If the disk is not too reliable then as long as it is cheap enough you can just make a lot of backups. One backup every month should cover your butt, so as long as the disks don't die every week I don't see a problem in using it as a running backup, not a historical one (10 year archiving?).
Jesus, everyone gets all space-age! I jut brought a 400GB USB harddrive, After 4 days its half full.
This kinda space is nothing!
Rather than a 5" spinning disc that can get easily scratched or snapped I wish they would go for a smaller fatter medium.

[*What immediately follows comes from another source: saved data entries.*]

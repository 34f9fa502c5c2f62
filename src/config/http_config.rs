//! HTTP fabric environment configuration.

use anyhow::Result;

use super::{parse_f64, parse_u64, parse_usize};

#[derive(Debug, Clone)]
pub struct HttpEnvConfig {
    pub max_attempts: usize,
    pub min_delay_ms: u64,
    pub max_delay_ms: u64,
    pub jitter: f64,
    pub backoff_mult: f64,
    pub retry_methods: Vec<String>,
    /// Default requests-per-window for the sliding window limiter.
    pub rate_default_max_requests: usize,
    pub rate_default_window_ms: u64,
}

impl HttpEnvConfig {
    pub fn from_env() -> Result<Self> {
        let retry_methods = std::env::var("HTTP_RETRY_METHODS")
            .unwrap_or_else(|_| "GET,HEAD,OPTIONS".to_string())
            .split(',')
            .map(|s| s.trim().to_uppercase())
            .filter(|s| !s.is_empty())
            .collect();

        Ok(Self {
            max_attempts: parse_usize("HTTP_MAX_ATTEMPTS", 3)?,
            min_delay_ms: parse_u64("HTTP_MIN_DELAY_MS", 500)?,
            max_delay_ms: parse_u64("HTTP_MAX_DELAY_MS", 30_000)?,
            jitter: parse_f64("HTTP_JITTER", 0.1)?,
            backoff_mult: parse_f64("HTTP_BACKOFF_MULT", 2.0)?,
            retry_methods,
            rate_default_max_requests: parse_usize("HTTP_RATE_DEFAULT_MAX", 60)?,
            rate_default_window_ms: parse_u64("HTTP_RATE_DEFAULT_WINDOW_MS", 60_000)?,
        })
    }
}
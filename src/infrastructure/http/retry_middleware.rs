//! Retry/backoff/rate-limit middleware for the HTTP Fabric.
//!
//! Grounded on `HttpClientFactory`'s client wiring (which used
//! `reqwest-retry`'s generic `ExponentialBackoff` policy), generalized to
//! carry per-host state the stock policy can't: a request budget per host
//! and a cooldown honored from `Retry-After`.

use std::sync::Arc;
use std::time::Duration;

use async_trait::async_trait;
use chrono::{NaiveDateTime, Utc};
use rand::Rng;
use reqwest::{Request, Response, StatusCode};
use reqwest_middleware::{Extensions, Middleware, Next, Result as MwResult};
use tracing::{debug, warn};

/// RFC 7231 `IMF-fixdate`, the form servers send when `Retry-After` isn't a
/// plain seconds count (e.g. `Sun, 06 Nov 1994 08:49:37 GMT`).
const HTTP_DATE_FORMAT: &str = "%a, %d %b %Y %H:%M:%S GMT";

use super::rate_limiter::RateLimiter;
use crate::config::http_config::HttpEnvConfig;

pub struct RetryMiddleware {
    limiter: Arc<RateLimiter>,
    max_attempts: u32,
    min_delay: Duration,
    max_delay: Duration,
    backoff_mult: f64,
    jitter: f64,
    retry_methods: Vec<String>,
}

impl RetryMiddleware {
    pub fn new(limiter: Arc<RateLimiter>, config: &HttpEnvConfig) -> Self {
        Self {
            limiter,
            max_attempts: config.max_attempts,
            min_delay: Duration::from_millis(config.min_delay_ms),
            max_delay: Duration::from_millis(config.max_delay_ms),
            backoff_mult: config.backoff_mult,
            jitter: config.jitter,
            retry_methods: config.retry_methods.clone(),
        }
    }

    fn is_retryable_method(&self, req: &Request) -> bool {
        self.retry_methods
            .iter()
            .any(|m| m.eq_ignore_ascii_case(req.method().as_str()))
    }

    fn is_retryable_status(status: StatusCode) -> bool {
        status == StatusCode::TOO_MANY_REQUESTS || status.is_server_error()
    }

    fn backoff_delay(&self, attempt: u32) -> Duration {
        let base = self.min_delay.as_millis() as f64 * self.backoff_mult.powi(attempt as i32);
        let capped = base.min(self.max_delay.as_millis() as f64);
        let jitter_span = capped * self.jitter;
        let jittered = capped + rand::rng().random_range(-jitter_span..=jitter_span);
        Duration::from_millis(jittered.max(0.0) as u64)
    }

    fn retry_after(response: &Response) -> Option<Duration> {
        let value = response
            .headers()
            .get(reqwest::header::RETRY_AFTER)
            .and_then(|v| v.to_str().ok())?;

        if let Ok(secs) = value.parse::<u64>() {
            return Some(Duration::from_secs(secs));
        }

        let target = NaiveDateTime::parse_from_str(value, HTTP_DATE_FORMAT)
            .ok()?
            .and_utc();
        let delta_ms = (target - Utc::now()).num_milliseconds();
        Some(Duration::from_millis(delta_ms.max(0) as u64))
    }
}

#[async_trait]
impl Middleware for RetryMiddleware {
    async fn handle(
        &self,
        req: Request,
        extensions: &mut Extensions,
        next: Next<'_>,
    ) -> MwResult<Response> {
        let host = req.url().host_str().unwrap_or("unknown").to_string();
        let retryable_method = self.is_retryable_method(&req);

        let mut attempt = 0u32;
        loop {
            self.limiter.acquire(&host).await;

            let attempt_req = match req.try_clone() {
                Some(r) => r,
                None => return next.run(req, extensions).await,
            };

            let result = next.clone().run(attempt_req, extensions).await;

            match result {
                Ok(response) => {
                    let status = response.status();
                    if Self::is_retryable_status(status)
                        && retryable_method
                        && attempt + 1 < self.max_attempts
                    {
                        let backoff = self.backoff_delay(attempt);
                        let delay = match Self::retry_after(&response) {
                            Some(retry_after) => retry_after.max(backoff),
                            None => backoff,
                        };
                        if status == StatusCode::TOO_MANY_REQUESTS {
                            self.limiter.set_cooldown(&host, delay).await;
                        }
                        warn!(%host, %status, attempt, ?delay, "retrying request");
                        tokio::time::sleep(delay).await;
                        attempt += 1;
                        continue;
                    }
                    return Ok(response);
                }
                Err(err) => {
                    if attempt + 1 < self.max_attempts && retryable_method {
                        let delay = self.backoff_delay(attempt);
                        debug!(%host, attempt, ?delay, error = %err, "retrying after transport error");
                        tokio::time::sleep(delay).await;
                        attempt += 1;
                        continue;
                    }
                    return Err(err);
                }
            }
        }
    }
}
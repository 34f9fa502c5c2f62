pub mod sync;

pub use sync::SyncEngine;
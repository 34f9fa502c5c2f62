pub mod fabric;
pub mod rate_limiter;
pub mod retry_middleware;

pub use fabric::{HttpFabric, SharedHttpFabric};
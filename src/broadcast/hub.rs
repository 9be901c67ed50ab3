//! Recipient registry for the push channel.
//!
//! Each WebSocket connection registers a bounded sender; its writer task
//! drains the other end. Delivery is best effort and at most once: a
//! recipient whose channel is closed or full is removed on the spot.

use std::collections::HashMap;
use std::sync::{Mutex, MutexGuard};

use serde::Serialize;
use tokio::sync::mpsc;
use tokio::sync::mpsc::error::TrySendError;
use uuid::Uuid;

/// Per-connection queue depth.
pub const CHANNEL_CAPACITY: usize = 32;

#[derive(Default)]
pub struct ConnectionHub {
    channels: Mutex<HashMap<Uuid, mpsc::Sender<String>>>,
}

impl ConnectionHub {
    pub fn new() -> Self {
        Self::default()
    }

    // The map holds no cross-entry invariant, so a poisoned lock is still usable.
    fn channels(&self) -> MutexGuard<'_, HashMap<Uuid, mpsc::Sender<String>>> {
        self.channels
            .lock()
            .unwrap_or_else(|poisoned| poisoned.into_inner())
    }

    /// Add a recipient. Returns its id for later [`unregister`](Self::unregister).
    pub fn register(&self, tx: mpsc::Sender<String>) -> Uuid {
        let id = Uuid::new_v4();
        let total = {
            let mut channels = self.channels();
            channels.insert(id, tx);
            channels.len()
        };
        tracing::info!(recipient = %id, total, "Dashboard connected");
        id
    }

    /// Remove a recipient. Returns whether it was still registered.
    pub fn unregister(&self, id: &Uuid) -> bool {
        let (removed, total) = {
            let mut channels = self.channels();
            let removed = channels.remove(id).is_some();
            (removed, channels.len())
        };
        if removed {
            tracing::info!(recipient = %id, total, "Dashboard disconnected");
        }
        removed
    }

    /// Send a pre-serialized message to one recipient. Drops it on failure.
    pub fn send_to(&self, id: &Uuid, text: String) -> bool {
        let mut channels = self.channels();
        let Some(tx) = channels.get(id) else {
            return false;
        };
        match tx.try_send(text) {
            Ok(()) => true,
            Err(e) => {
                channels.remove(id);
                tracing::debug!(recipient = %id, reason = send_failure(&e), "Recipient dropped");
                false
            }
        }
    }

    /// Serialize `payload` once and deliver it to every recipient.
    ///
    /// Returns how many recipients accepted it. Failing recipients are
    /// removed and never affect delivery to the others.
    pub fn broadcast<T: Serialize>(&self, payload: &T) -> Result<usize, serde_json::Error> {
        let text = serde_json::to_string(payload)?;
        let mut delivered = 0;
        let mut channels = self.channels();
        channels.retain(|id, tx| match tx.try_send(text.clone()) {
            Ok(()) => {
                delivered += 1;
                true
            }
            Err(e) => {
                tracing::debug!(recipient = %id, reason = send_failure(&e), "Recipient dropped");
                false
            }
        });
        Ok(delivered)
    }

    pub fn len(&self) -> usize {
        self.channels().len()
    }

    pub fn is_empty(&self) -> bool {
        self.channels().is_empty()
    }
}

fn send_failure<T>(err: &TrySendError<T>) -> &'static str {
    match err {
        TrySendError::Full(_) => "full",
        TrySendError::Closed(_) => "closed",
    }
}
//! Progress score engine: four signals → one 0–100 score + insight band.

use serde::{Deserialize, Serialize};

use super::patient_state::PatientSnapshot;

/// Wearable reading considered healthy (HRV, ms). Higher is better.
const WEARABLE_REFERENCE: f64 = 50.0;
/// Biomarker level considered healthy. Lower is better.
const BIOMARKER_REFERENCE: f64 = 2.5;

// Weights in percent. Integer so the sum can be checked at compile time.
const WEARABLE_WEIGHT_PCT: u32 = 20;
const SENTIMENT_WEIGHT_PCT: u32 = 15;
const SYMPTOM_WEIGHT_PCT: u32 = 25;
const BIOMARKER_WEIGHT_PCT: u32 = 40;

const _: () = assert!(
    WEARABLE_WEIGHT_PCT + SENTIMENT_WEIGHT_PCT + SYMPTOM_WEIGHT_PCT + BIOMARKER_WEIGHT_PCT == 100,
    "progress weights must sum to 100%"
);

fn weight(pct: u32) -> f64 {
    f64::from(pct) / 100.0
}

/// Clamp to `[0, 100]`; NaN maps to the floor.
fn clamp_score(value: f64) -> f64 {
    if value.is_nan() {
        0.0
    } else {
        value.clamp(0.0, 100.0)
    }
}

/// Each signal mapped onto `[0, 100]`, 100 being best.
#[derive(Debug, Clone, Copy, PartialEq, Serialize, Deserialize)]
pub struct NormalizedComponents {
    pub wearable: f64,
    pub sentiment: f64,
    pub symptoms: f64,
    pub biomarker: f64,
}

impl NormalizedComponents {
    pub fn from_snapshot(snapshot: &PatientSnapshot) -> Self {
        let wearable = (snapshot.wearable_metric / WEARABLE_REFERENCE * 100.0).min(100.0);
        // -1 is very positive, +1 very distressed
        let sentiment = (1.0 - snapshot.smoothed_sentiment) * 50.0;
        let symptoms = 100.0 - snapshot.symptom_score * 10.0;
        let biomarker = if snapshot.clinical_biomarker > 0.0 {
            (BIOMARKER_REFERENCE / snapshot.clinical_biomarker * 100.0).min(100.0)
        } else {
            100.0
        };

        Self {
            wearable: clamp_score(wearable),
            sentiment: clamp_score(sentiment),
            symptoms: clamp_score(symptoms),
            biomarker: clamp_score(biomarker),
        }
    }

    /// Fixed weighted sum, clamped to `[0, 100]`.
    pub fn weighted_score(&self) -> f64 {
        clamp_score(
            self.wearable * weight(WEARABLE_WEIGHT_PCT)
                + self.sentiment * weight(SENTIMENT_WEIGHT_PCT)
                + self.symptoms * weight(SYMPTOM_WEIGHT_PCT)
                + self.biomarker * weight(BIOMARKER_WEIGHT_PCT),
        )
    }
}

/// Qualitative reading of the final score.
#[derive(Debug, Clone, Copy, PartialEq, Eq, Serialize, Deserialize)]
#[serde(rename_all = "snake_case")]
pub enum InsightBand {
    /// score > 85
    ExcellentProgress,
    /// 65 < score ≤ 85
    SteadyProgress,
    /// 40 < score ≤ 65
    Stable,
    /// score ≤ 40
    HighStress,
}

impl InsightBand {
    pub fn from_score(score: f64) -> Self {
        if score > 85.0 {
            Self::ExcellentProgress
        } else if score > 65.0 {
            Self::SteadyProgress
        } else if score > 40.0 {
            Self::Stable
        } else {
            Self::HighStress
        }
    }

    pub fn as_str(self) -> &'static str {
        match self {
            Self::ExcellentProgress => "excellent_progress",
            Self::SteadyProgress => "steady_progress",
            Self::Stable => "stable",
            Self::HighStress => "high_stress",
        }
    }

    /// Advisory copy shown on the dashboard.
    pub fn message(self) -> &'static str {
        match self {
            Self::ExcellentProgress => {
                "Showing excellent signs of positive progress. All metrics are trending strongly in the right direction."
            }
            Self::SteadyProgress => {
                "Steady positive progress. Your physiological and emotional well-being are well-aligned with recovery."
            }
            Self::Stable => {
                "Maintaining a stable condition. Focus on consistency in self-care and symptom management."
            }
            Self::HighStress => {
                "Multiple metrics indicate a high level of body and mind stress. This is a key time to focus on rest and consult your care team."
            }
        }
    }
}

/// Result of one scoring pass. Never stored.
#[derive(Debug, Clone, PartialEq, Serialize)]
pub struct ProgressAssessment {
    pub score: f64,
    pub band: InsightBand,
    pub insight: &'static str,
    pub components: NormalizedComponents,
}

/// Score a snapshot. Pure and deterministic.
pub fn assess(snapshot: &PatientSnapshot) -> ProgressAssessment {
    let components = NormalizedComponents::from_snapshot(snapshot);
    let score = components.weighted_score();
    let band = InsightBand::from_score(score);
    ProgressAssessment {
        score,
        band,
        insight: band.message(),
        components,
    }
}
//! Shared application state.
//!
//! One `CoreState` is built at startup, wrapped in `Arc`, and handed to the
//! HTTP handlers and the broadcast loop. Nothing here is global.

use std::path::PathBuf;

use crate::broadcast::ConnectionHub;
use crate::classifier::Classifier;
use crate::db;
use crate::scoring::PatientStateHolder;

// ═══════════════════════════════════════════════════════════
// CoreState
// ═══════════════════════════════════════════════════════════

pub struct CoreState {
    /// Running summary of the patient, written by producers, read per tick.
    patient: PatientStateHolder,
    /// Open dashboard connections.
    hub: ConnectionHub,
    classifier: Classifier,
    db_path: PathBuf,
    /// Held across insert, history fetch and score store.
    symptom_intake: tokio::sync::Mutex<()>,
}

impl CoreState {
    pub fn new(db_path: impl Into<PathBuf>, classifier: Classifier) -> Self {
        Self {
            patient: PatientStateHolder::new(),
            hub: ConnectionHub::new(),
            classifier,
            db_path: db_path.into(),
            symptom_intake: tokio::sync::Mutex::new(()),
        }
    }

    pub fn patient(&self) -> &PatientStateHolder {
        &self.patient
    }

    pub fn hub(&self) -> &ConnectionHub {
        &self.hub
    }

    pub fn classifier(&self) -> &Classifier {
        &self.classifier
    }

    /// Serializes symptom intake so the stored score always reflects
    /// every report inserted before it.
    pub async fn lock_symptom_intake(&self) -> tokio::sync::MutexGuard<'_, ()> {
        self.symptom_intake.lock().await
    }

    /// Open a fresh connection. Handlers open one per request.
    pub fn open_db(&self) -> Result<rusqlite::Connection, CoreError> {
        db::open_database(&self.db_path).map_err(CoreError::Database)
    }

    /// Create the schema if needed (opening applies pending migrations).
    /// Run once at startup so a bad path fails before the server binds.
    pub fn migrate(&self) -> Result<(), CoreError> {
        self.open_db().map(|_| ())
    }
}

#[derive(Debug, thiserror::Error)]
pub enum CoreError {
    #[error("Database error: {0}")]
    Database(#[from] db::DatabaseError),
    #[error("Background task failed: {0}")]
    Task(String),
}

// ═══════════════════════════════════════════════════════════
// Test support
// ═══════════════════════════════════════════════════════════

There was talk about a great way of moving the laser beam using vibrating crystals. What happened to that?
Backup, storage, etc...
For backup I simply use a hard drive AND upload to a few $random remote locations. I upload using gpg encryption of course. This way even if any amount of locations break I can still get it back. But as Linus once said... the BEST way to backup is to name your file like something porn-like and stuff it into a p2p network. As far storage I think my entire network has around 200GB storage and even that I don't use fully...
Secure storage only not movies? Unlikely.
"The idea is not to stash away a thousand movies on a single disc, but to use the technology for secure long-term storage"
Yeah but you just know it's going to get used for movies :-).
Playing the cynic for a minute, likely to be 10gb for the movie and 480Gb for all the security encryption designed to make it impossible to copy...
Or is that paranoia?
..can we keep this quiet for a while? I'm in the middle of trying to flog ebuyer.com a 1.44mb floppy disk here......
If we are speculating future use - what amount of data would a 3d holographic movie need?
Who would want 500 GB discs?
And who would want more than 512 kilobytes of RAM ?
Back in the 1980s, the answer was nobody, but today it is quite hard to run a Windows machine on less than 512 megabytes of RAM.
So the question "Who would want 500 GB discs?" is averagely-valid today. I have a personal backup space of no less than 76 DVDs, which amounts to close to 330GB total. I'd welcome the opportunity to have it all on one disc, and I'd be even happier to have a second backup copy. But that is a matter of personal convenience.
On the other hand, the IT industry evolution points strongly upwards in every single domain. Storage space is expanding every year, and its cost is plummeting. CPU power has doubled for decades now, and pure horsepower is set to continue to multiply furiously - albeit with a catch on how efficiently it will be used by compilers due to multithreading constraints. RAM has grown in availability and accessibility every year without fail. In other words, there is no domain in IT technology that is not on a fast track to more powerful and more abundant versions.
Thanks to that, the variety of data formats available to the common user has grown as well. First we had text, then we got graphics, then we got sound, now we have video. Soon we will get HD video. Who knows what we can have after that ?
Video is the most demanding application there is. Be it in storage space or computing power, editing video can bring any high-end machine close to a hernia even today. Do you know how much data a simple half-hour film can take ? For having edited a simple school project I can tell you : the raw data takes up 18GB, and that is in VHS-level quality. DVD-level quality would most probably quadruple that, but I don't know that for sure.
In any case, never knock the next generation of anything IT-related. There will come a point when we will have a need for it.
Well, except in the sound arena. It's time to stop the nonsense. 7.1 Surround ? I only have two ears, guys, knock it off.
I'm worried, 500 Gbs on a small disc! What's to stop it falling off the edge? Are they going to put a fence round it? It's the same problem with people you know if they keep breeding at the same rate soon the ones on the outside are going to fall off the edge of the earth.